Even sacred cows end up in the attention economy’s abattoir

This piece originally appeared in View From the Top, ALP Strategies’ newsletter covering the intersection of marketing, media, and technology. Subscribe here. You’ll be glad you did.

Last month, Bob Iger was caught drinking cologne, and has spent subsequent weeks insisting it’s all cool, he is totally a social drinker and what you saw really wasn’t that big of a deal. Metaphorically.

After his Sun Valley-sitdown with CNBC’s David Faber, notable for being a CEO interview with CNBC that actually broke news, Wall Street analysts and media nerds near and far have spent the dog days of summer reading the tea leaves about Disney’s future.

Among the House of Mouse brands he revealed are in the cross hairs? The one-time perpetual money machine ESPN. Now on the table is the once unthinkable: Putting pieces of the thing up for sale. (ABC is also being eyed with a carving knife, and there are even rumblings of a possible Disney sale to Apple). 

The Times last week did a deep dive into the problems at the network:

ESPN has been Disney’s financial engine for nearly 30 years, powering the company through recessions, box office wipeouts and the pandemic.

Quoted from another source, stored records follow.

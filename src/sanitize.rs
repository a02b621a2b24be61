//! Turns human-authored titles into filesystem-safe path segments.
//!
//! Letters and digits from any script survive, as do space, `-`, `_` and `.`.
//! Everything else becomes `_`, runs of separators collapse to one, and the
//! ends are trimmed. Names are capped at [`MAX_NAME_BYTES`] so that a prefix
//! like `01_` plus a `.fa.srt` suffix still fits in a 255 byte file name.

use std::fmt;
use std::path::Path;

use serde::Serialize;

pub const MAX_NAME_BYTES: usize = 200;
pub const FALLBACK_NAME: &str = "untitled";
const REPLACEMENT: char = '_';

/// A path segment that is safe on every filesystem we write to.
#[derive(Debug, Clone, PartialEq, Eq, Hash, Serialize)]
#[serde(transparent)]
pub struct SanitizedName(String);

impl SanitizedName {
    pub fn as_str(&self) -> &str {
        &self.0
    }

    pub fn into_string(self) -> String {
        self.0
    }
}

impl fmt::Display for SanitizedName {
    fn fmt(&self, f: &mut fmt::Formatter<'_>) -> fmt::Result {
        f.write_str(&self.0)
    }
}

impl AsRef<str> for SanitizedName {
    fn as_ref(&self) -> &str {
        &self.0
    }
}

impl AsRef<Path> for SanitizedName {
    fn as_ref(&self) -> &Path {
        Path::new(&self.0)
    }
}

/// Sanitizes `raw`, mapping empty results to [`FALLBACK_NAME`].
pub fn sanitize(raw: &str) -> SanitizedName {
    let cleaned = truncate_bytes(&clean(raw), MAX_NAME_BYTES);
    if cleaned.is_empty() {
        SanitizedName(FALLBACK_NAME.to_owned())
    } else {
        SanitizedName(cleaned)
    }
}

/// Sanitizes `raw` for a name that must not collide with another item's.
///
/// When the cleaned text differs from `raw` (characters replaced, whitespace
/// collapsed, or truncated) the remote identifier is appended, so two distinct
/// titles that clean to the same text still land in distinct directories.
/// Empty results fall back to the identifier itself.
pub fn sanitize_with_id(raw: &str, remote_id: &str) -> SanitizedName {
    let cleaned = clean(raw);
    let id = clean(remote_id);

    if cleaned.is_empty() {
        return if id.is_empty() {
            SanitizedName(FALLBACK_NAME.to_owned())
        } else {
            SanitizedName(truncate_bytes(&id, MAX_NAME_BYTES))
        };
    }

    if cleaned == raw && cleaned.len() <= MAX_NAME_BYTES {
        return SanitizedName(cleaned);
    }

    if id.is_empty() {
        return SanitizedName(truncate_bytes(&cleaned, MAX_NAME_BYTES));
    }

    let suffix = format!("{REPLACEMENT}{id}");
    if suffix.len() >= MAX_NAME_BYTES {
        return SanitizedName(truncate_bytes(&id, MAX_NAME_BYTES));
    }
    let base = truncate_bytes(&cleaned, MAX_NAME_BYTES - suffix.len());
    if base.is_empty() {
        return SanitizedName(id);
    }
    SanitizedName(format!("{base}{suffix}"))
}

/// Directory name for a collection or standalone item: `{Title}_{Uploader}`.
pub fn folder_name(title: &str, uploader: &str, remote_id: &str) -> String {
    format!(
        "{}{REPLACEMENT}{}",
        sanitize_with_id(title, remote_id),
        sanitize(uploader)
    )
}

fn is_safe(c: char) -> bool {
    c.is_alphanumeric() || matches!(c, ' ' | '-' | '_' | '.')
}

fn is_edge_separator(c: char) -> bool {
    matches!(c, ' ' | '_' | '.')
}

fn clean(raw: &str) -> String {
    let mut out = String::with_capacity(raw.len());
    let mut pending: Option<char> = None;

    for c in raw.chars() {
        let mapped = if c.is_whitespace() {
            ' '
        } else if is_safe(c) {
            c
        } else {
            REPLACEMENT
        };

        if mapped == ' ' || mapped == REPLACEMENT {
            pending = Some(if mapped == REPLACEMENT || pending == Some(REPLACEMENT) {
                REPLACEMENT
            } else {
                ' '
            });
            continue;
        }

        if let Some(separator) = pending.take()
            && !out.is_empty()
        {
            out.push(separator);
        }
        out.push(mapped);
    }

    out.trim_matches(is_edge_separator).to_owned()
}

fn truncate_bytes(value: &str, max: usize) -> String {
    if value.len() <= max {
        return value.to_owned();
    }
    let mut end = max;
    while !value.is_char_boundary(end) {
        end -= 1;
    }
    value[..end].trim_end_matches(is_edge_separator).to_owned()
}
//! Remote capabilities backed by the `yt-dlp` executable.

use std::ffi::OsString;
use std::fs;
use std::path::{Path, PathBuf};
use std::process::{Command, Output, Stdio};

use serde::Deserialize;
use tracing::debug;

use crate::backend::{CollectionLister, Listing, MediaFetcher, Transcript, TranscriptFetcher};
use crate::error::{FetchError, FetchFailureKind};
use crate::model::{CollectionRef, LiveStatus, RemoteItemRef, UNKNOWN_UPLOADER};
use crate::subtitles::parse_vtt;

pub const DEFAULT_PROGRAM: &str = "yt-dlp";

/// Extensions that belong to the subtitle pipeline, not to the media fetch.
const SUBTITLE_EXTENSIONS: [&str; 3] = ["srt", "vtt", "txt"];

#[derive(Debug, Clone)]
pub struct YtDlp {
    program: PathBuf,
    cookies: Option<PathBuf>,
}

impl Default for YtDlp {
    fn default() -> Self {
        Self::new(DEFAULT_PROGRAM)
    }
}

impl YtDlp {
    pub fn new(program: impl Into<PathBuf>) -> Self {
        Self {
            program: program.into(),
            cookies: None,
        }
    }

    pub fn with_cookies(mut self, cookies: Option<PathBuf>) -> Self {
        self.cookies = cookies;
        self
    }

    pub fn program(&self) -> &Path {
        &self.program
    }

    fn command(&self) -> Command {
        let mut command = Command::new(&self.program);
        command.stdin(Stdio::null());
        if let Some(cookies) = &self.cookies {
            command.arg("--cookies").arg(cookies);
        }
        command
    }

    fn run(&self, mut command: Command, target: &str) -> Result<Output, FetchError> {
        debug!(?command, "running yt-dlp");
        let output = command.output().map_err(|err| {
            FetchError::new(
                FetchFailureKind::Other,
                format!("could not run {}: {err}", self.program.display()),
            )
        })?;
        if output.status.success() {
            return Ok(output);
        }
        let stderr = String::from_utf8_lossy(&output.stderr);
        Err(FetchError::new(
            classify_failure(&stderr),
            format!("{target}: {}", error_message(&stderr, output.status.code())),
        ))
    }
}

#[derive(Debug, Default, Deserialize)]
struct FlatEntry {
    #[serde(rename = "_type")]
    kind: Option<String>,
    id: Option<String>,
    title: Option<String>,
    url: Option<String>,
    webpage_url: Option<String>,
    uploader: Option<String>,
    channel: Option<String>,
    live_status: Option<String>,
    playlist_index: Option<usize>,
    playlist_count: Option<usize>,
}

impl FlatEntry {
    fn owner(&self) -> Option<String> {
        self.uploader.clone().or_else(|| self.channel.clone())
    }

    fn into_item(self, fallback_uploader: Option<&str>, position: usize) -> Option<RemoteItemRef> {
        let id = self.id.clone().filter(|id| !id.is_empty())?;
        let uploader = self.owner().or_else(|| fallback_uploader.map(str::to_owned));
        let url = self
            .webpage_url
            .clone()
            .or_else(|| self.url.clone().filter(|url| url.contains("://")))
            .unwrap_or_else(|| watch_url(&id));
        let status = LiveStatus::from_label(self.live_status.as_deref());
        Some(
            RemoteItemRef::new(id, url, self.title, uploader, self.playlist_index.unwrap_or(position))
                .with_live_status(status),
        )
    }
}

pub fn watch_url(id: &str) -> String {
    format!("https://www.youtube.com/watch?v={id}")
}

fn parse_json<T: for<'de> Deserialize<'de>>(raw: &str, target: &str) -> Result<T, FetchError> {
    serde_json::from_str(raw).map_err(|err| {
        FetchError::new(
            FetchFailureKind::Other,
            format!("{target}: unreadable listing JSON: {err}"),
        )
    })
}

impl CollectionLister for YtDlp {
    fn describe(&self, reference: &str) -> Result<Listing, FetchError> {
        let mut command = self.command();
        command
            .arg("--flat-playlist")
            .arg("--dump-single-json")
            .arg("--playlist-items")
            .arg("1")
            .arg("--no-warnings")
            .arg(reference);
        let output = self.run(command, reference)?;
        let entry: FlatEntry = parse_json(&String::from_utf8_lossy(&output.stdout), reference)?;

        if entry.kind.as_deref() == Some("playlist") {
            let remote_id = entry.id.clone().unwrap_or_else(|| reference.to_owned());
            let uploader = entry.owner().unwrap_or_else(|| UNKNOWN_UPLOADER.to_owned());
            return Ok(Listing::Collection(CollectionRef {
                title: entry
                    .title
                    .filter(|title| !title.trim().is_empty())
                    .unwrap_or_else(|| remote_id.clone()),
                url: entry.webpage_url.unwrap_or_else(|| reference.to_owned()),
                remote_id,
                uploader,
                start: 1,
                member_count: entry.playlist_count,
            }));
        }

        entry.into_item(None, 1).map(Listing::Item).ok_or_else(|| {
            FetchError::new(
                FetchFailureKind::Unavailable,
                format!("{reference}: listing carries no identifier"),
            )
        })
    }

    fn list_page(
        &self,
        collection: &CollectionRef,
        start: usize,
        count: usize,
    ) -> Result<Vec<RemoteItemRef>, FetchError> {
        if count == 0 {
            return Ok(Vec::new());
        }
        let end = start + count - 1;
        let mut command = self.command();
        command
            .arg("--flat-playlist")
            .arg("--dump-json")
            .arg("--playlist-items")
            .arg(format!("{start}:{end}"))
            .arg("--no-warnings")
            .arg(&collection.url);
        let output = self.run(command, &collection.url)?;

        let stdout = String::from_utf8_lossy(&output.stdout);
        let mut members = Vec::new();
        for (offset, line) in stdout.lines().filter(|line| !line.trim().is_empty()).enumerate() {
            let entry: FlatEntry = parse_json(line, &collection.url)?;
            if let Some(item) = entry.into_item(Some(&collection.uploader), start + offset) {
                members.push(item);
            }
        }
        Ok(members)
    }
}

fn is_partial(name: &str) -> bool {
    name.ends_with(".part")
        || name.ends_with(".ytdl")
        || name.contains(".part-Frag")
        || name.contains(".temp.")
}

/// Files in the prefix's directory whose name starts with `{stem}.`.
fn files_with_stem(prefix: &Path) -> std::io::Result<Vec<PathBuf>> {
    let Some(folder) = prefix.parent() else {
        return Ok(Vec::new());
    };
    let Some(stem) = prefix.file_name().map(|name| name.to_string_lossy().into_owned()) else {
        return Ok(Vec::new());
    };
    let lead = format!("{stem}.");
    let mut found = Vec::new();
    for entry in fs::read_dir(folder)? {
        let entry = entry?;
        if entry.file_name().to_string_lossy().starts_with(&lead) {
            found.push(entry.path());
        }
    }
    found.sort();
    Ok(found)
}

fn remove_partials(prefix: &Path) {
    let Ok(files) = files_with_stem(prefix) else {
        return;
    };
    for path in files {
        let name = path.file_name().map(|name| name.to_string_lossy().into_owned());
        if name.as_deref().is_some_and(is_partial) {
            debug!(path = %path.display(), "removing partial download");
            let _ = fs::remove_file(&path);
        }
    }
}

fn extension(path: &Path) -> Option<String> {
    path.extension().map(|ext| ext.to_string_lossy().to_ascii_lowercase())
}

pub fn format_selector(max_resolution: u32) -> String {
    format!("bestvideo[height<={max_resolution}]+bestaudio/best[height<={max_resolution}]")
}

impl MediaFetcher for YtDlp {
    fn fetch(
        &self,
        item: &RemoteItemRef,
        max_resolution: u32,
        dest_prefix: &Path,
    ) -> Result<Vec<PathBuf>, FetchError> {
        let mut template = OsString::from(dest_prefix.as_os_str());
        template.push(".%(ext)s");

        let mut command = self.command();
        command
            .arg("--no-playlist")
            .arg("--format")
            .arg(format_selector(max_resolution))
            .arg("--merge-output-format")
            .arg("mp4")
            .arg("--write-description")
            .arg("--force-overwrites")
            .arg("--no-warnings")
            .arg("--no-progress")
            .arg("--output")
            .arg(&template)
            .arg(&item.url);

        if let Err(err) = self.run(command, &item.url) {
            remove_partials(dest_prefix);
            return Err(err);
        }

        let produced: Vec<PathBuf> = files_with_stem(dest_prefix)
            .map_err(|err| {
                FetchError::new(
                    FetchFailureKind::Other,
                    format!("{}: listing output: {err}", item.url),
                )
            })?
            .into_iter()
            .filter(|path| {
                let name = path.file_name().map(|name| name.to_string_lossy().into_owned());
                !name.as_deref().is_some_and(is_partial)
                    && !extension(path).is_some_and(|ext| SUBTITLE_EXTENSIONS.contains(&ext.as_str()))
            })
            .collect();

        if !produced
            .iter()
            .any(|path| extension(path).as_deref() != Some("description"))
        {
            remove_partials(dest_prefix);
            return Err(FetchError::new(
                FetchFailureKind::Other,
                format!("{}: yt-dlp finished without a media file", item.url),
            ));
        }
        Ok(produced)
    }
}

impl TranscriptFetcher for YtDlp {
    fn fetch_transcript(
        &self,
        item: &RemoteItemRef,
        language: &str,
    ) -> Result<Transcript, FetchError> {
        let scratch = tempfile::tempdir().map_err(|err| {
            FetchError::new(FetchFailureKind::Other, format!("creating scratch dir: {err}"))
        })?;

        let mut command = self.command();
        command
            .arg("--skip-download")
            .arg("--write-subs")
            .arg("--write-auto-subs")
            .arg("--sub-langs")
            .arg(language)
            .arg("--sub-format")
            .arg("vtt")
            .arg("--no-warnings")
            .arg("--output")
            .arg(scratch.path().join("subtitle"))
            .arg(&item.url);
        self.run(command, &item.url)?;

        let vtt = fs::read_dir(scratch.path())
            .map_err(|err| FetchError::new(FetchFailureKind::Other, err.to_string()))?
            .filter_map(Result::ok)
            .map(|entry| entry.path())
            .find(|path| extension(path).as_deref() == Some("vtt"));
        let Some(vtt) = vtt else {
            return Ok(Transcript::NotAvailable);
        };

        let content = fs::read_to_string(&vtt)
            .map_err(|err| FetchError::new(FetchFailureKind::Other, err.to_string()))?;
        let cues = parse_vtt(&content);
        if cues.is_empty() {
            return Ok(Transcript::NotAvailable);
        }
        Ok(Transcript::Cues(cues))
    }
}

/// Maps yt-dlp's stderr onto a failure kind.
pub fn classify_failure(stderr: &str) -> FetchFailureKind {
    let lower = stderr.to_lowercase();
    let has = |needle: &str| lower.contains(needle);

    if has("http error 429") || has("too many requests") {
        return FetchFailureKind::RateLimited;
    }
    if has("requested format") && has("not available") {
        return FetchFailureKind::ResolutionUnavailable;
    }
    if has("confirm your age") || has("age-restricted") || has("age restricted") {
        return FetchFailureKind::AgeRestricted;
    }
    if has("available in your country")
        || has("geo restricted")
        || (has("geo") && has("block"))
    {
        return FetchFailureKind::RegionLocked;
    }
    if has("sign in") || has("login required") || has("members-only") || has("--cookies") {
        return FetchFailureKind::LoginRequired;
    }
    if has("video unavailable")
        || has("private video")
        || has("has been removed")
        || has("does not exist")
        || has("http error 404")
        || has("unsupported url")
        || has("not available")
    {
        return FetchFailureKind::Unavailable;
    }
    if has("timed out")
        || has("timeout")
        || has("connection")
        || has("temporary failure in name resolution")
        || has("unable to download webpage")
    {
        return FetchFailureKind::Network;
    }
    FetchFailureKind::Other
}

/// Last `ERROR:` line, else the trimmed stderr, else the exit status.
fn error_message(stderr: &str, code: Option<i32>) -> String {
    if let Some(line) = stderr
        .lines()
        .rev()
        .map(str::trim)
        .find(|line| line.to_ascii_lowercase().starts_with("error:"))
    {
        return line["error:".len()..].trim().to_owned();
    }
    let trimmed = stderr.trim();
    if trimmed.is_empty() {
        return match code {
            Some(code) => format!("yt-dlp exited with status {code}"),
            None => "yt-dlp was terminated by a signal".to_owned(),
        };
    }
    trimmed.chars().take(300).collect()
}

It was ESPN money that helped Disney pay for acquisitions — Marvel, Lucasfilm, Pixar, 21st Century Fox — and build a streaming service, transforming itself into a colossus and perhaps traditional media’s best hope of surviving Silicon Valley’s incursion into entertainment.

Those days, ESPN’s best, are over.

With its dual revenue stream — fees from cable subscribers and advertising — the sports juggernaut continues to earn billions of dollars for Disney. In the first six months of the 2023 fiscal year, Disney’s cable networks division, which is anchored by ESPN and its spinoff channels, generated $14 billion in revenue and $3 billion in profit.

The problem: Wall Street is fixated on growth. Revenue for those six months was down 6 percent from a year earlier, as profit plunged 29 percent.

Legacy television has desperately clung to the belief that live sports and news are an unbreachable moat. It’s looking like that belief is actually a delusion.

Is nothing sacred? No. Not in the attention economy.

Something notable in this piece is its fixation on cord-cutting and carriage fees. 

True, that’s the immediate cause of ESPN’s revenue woes. But we think that’s more of a symptom, and the actual disease is much more severe.

This piece doesn’t address an underlying change in how fans engage with sports. 

Like so many other pieces of the media ecosystem, fandom has become unbundled, especially now that betting on games is legal in many states. More and more, attention follows moments and stats, not the game as a whole.

Put bluntly: Kiss your captive audience goodbye. Sure, sports are still very lucrative. It's just that broadcast rights and access to games in their entirety are way less valuable, especially when you consider the billions spent to obtain them.

What ESPN faces is not just a problem of monetizing distribution. It’s that the eyeballs are looking elsewhere.

Disney will probably find somebody to buy pieces of ESPN. The media world has no shortage of suckers willing to think sports is a money-printing machine.

But for those watching, heed the moral of this story. When it comes to how your audience spends its attention, change is the only constant.